Although the Rodriguez settlement does not preclude the Stetson plaintiffs from seeking prospective relief on the allegations contained in their complaint, the Stetson plaintiffs must also satisfy the standing requirements of City of Los Angeles v. Lyons, 461 U.S. 95, 101-02 (1983) (setting forth test for standing to seek prospective relief). Plaintiffs' claims that they will be injured by BAR/BRI's continuing monopolistic behavior have been adequately pled for standing purposes. We need not determine whether, as a result of the reforms in the Rodriguez settlement, plaintiffs' standing claim will ultimately fail on the merits.

3. The district court also erred in concluding that the Stetson plaintiffs' complaint failed to satisfy the pleading requirements articulated in Bell Atlantic Corp. v.

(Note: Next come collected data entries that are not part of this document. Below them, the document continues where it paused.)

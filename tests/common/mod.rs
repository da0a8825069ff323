//! Shared utilities for integration tests.

use std::future::Future;
use std::net::SocketAddr;
use std::path::{Path, PathBuf};
use std::sync::Arc;
use std::time::Duration;

use domain_monitor::config::{CheckerConfig, DomainMonitorConfig};
use tokio::io::{AsyncReadExt, AsyncWriteExt};
use tokio::net::{TcpListener, TcpStream};

/// Start a backend that answers every request with `status` and an empty body.
pub async fn start_mock_backend(status: u16) -> SocketAddr {
    start_programmable_backend(move || async move { (status, String::new()) }).await
}

/// Start a programmable backend on an ephemeral port.
pub async fn start_programmable_backend<F, Fut>(f: F) -> SocketAddr
where
    F: Fn() -> Fut + Send + Sync + 'static,
    Fut: Future<Output = (u16, String)> + Send + 'static,
{
    let listener = TcpListener::bind("127.0.0.1:0").await.unwrap();
    let addr = listener.local_addr().unwrap();
    let f = Arc::new(f);

    tokio::spawn(async move {
        loop {
            match listener.accept().await {
                Ok((mut socket, _)) => {
                    let f = f.clone();
                    tokio::spawn(async move {
                        if !read_request_head(&mut socket).await {
                            return;
                        }
                        let (status, body) = f().await;
                        let status_text = match status {
                            200 => "200 OK".to_string(),
                            204 => "204 No Content".to_string(),
                            404 => "404 Not Found".to_string(),
                            500 => "500 Internal Server Error".to_string(),
                            503 => "503 Service Unavailable".to_string(),
                            other => format!("{} Mock", other),
                        };

                        let response = format!(
                            "HTTP/1.1 {}\r\nContent-Length: {}\r\nConnection: close\r\n\r\n{}",
                            status_text,
                            body.len(),
                            body
                        );
                        let _ = socket.write_all(response.as_bytes()).await;
                        let _ = socket.shutdown().await;
                    });
                }
                Err(_) => break,
            }
        }
    });

    addr
}

/// Start a backend that sleeps `delay` before answering 200.
#[allow(dead_code)]
pub async fn start_slow_backend(delay: Duration) -> SocketAddr {
    start_programmable_backend(move || async move {
        tokio::time::sleep(delay).await;
        (200, "slow".into())
    })
    .await
}

/// An address nothing is listening on.
#[allow(dead_code)]
pub async fn closed_port() -> SocketAddr {
    let listener = TcpListener::bind("127.0.0.1:0").await.unwrap();
    listener.local_addr().unwrap()
}

async fn read_request_head(socket: &mut TcpStream) -> bool {
    let mut buf = vec![0u8; 8192];
    let mut read = 0;
    while !buf[..read].windows(4).any(|w| w == b"\r\n\r\n") {
        if read == buf.len() {
            return false;
        }
        match socket.read(&mut buf[read..]).await {
            Ok(0) | Err(_) => return false,
            Ok(n) => read += n,
        }
    }
    true
}

/// Write a domains CSV with a header row.
pub fn write_domains_csv(dir: &Path, domains: &[String]) -> PathBuf {
    let path = dir.join("domains.csv");
    let mut content = String::from("domain,description\n");
    for domain in domains {
        content.push_str(&format!("{},test\n", domain));
    }
    std::fs::write(&path, content).unwrap();
    path
}

/// Checker config probing plain HTTP, bypassing any environment proxy.
pub fn checker_config(domains_path: PathBuf) -> CheckerConfig {
    CheckerConfig {
        domains_path,
        scheme: "http".into(),
        timeout_secs: 5,
        use_system_proxy: false,
        ..CheckerConfig::default()
    }
}

#[allow(dead_code)]
pub fn server_config(domains_path: PathBuf) -> DomainMonitorConfig {
    let mut config = DomainMonitorConfig::default();
    config.listener.bind_address = "127.0.0.1:0".into();
    config.checker = checker_config(domains_path);
    config.static_files.enabled = false;
    config
}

Twombly, 550 U.S. 544 (2007). The factual allegations contained in the Stetson plaintiffs' complaint nudge their claims across the line from conceivable to plausible. See Ashcroft v. Iqbal, 129 S. Ct. 1937, 1949 (2009). The complaint in Twombly contained allegations of parallel conduct that were accompanied by nothing more than naked and conclusory assertions that an anti-competitive agreement had been made. Twombly, 550 U.S. at 551-55. By contrast, the complaint here sets forth detailed facts about the dealings between BAR/BRI and Kaplan - including those that took place shortly after Kaplan demonstrated an interest in entering the bar review market, which allegedly resulted in BAR/BRI paying Kaplan large annual sums to refrain from doing so. These facts set forth a claim that, if proven, would entitle plaintiffs' to relief. See id. at 556; see also Moss v. U.S. Secret Serv., 572 F.3d 962, 969 (9th Cir. 2009).

4. Because the parties have indicated their desire to resolve this matter through settlement, we refer this appeal to the Ninth Circuit Mediation Office to explore a resolution through mediation. The mandate shall not issue until further order of this Court.

REVERSED and REMANDED; issuance of mandate STAYED.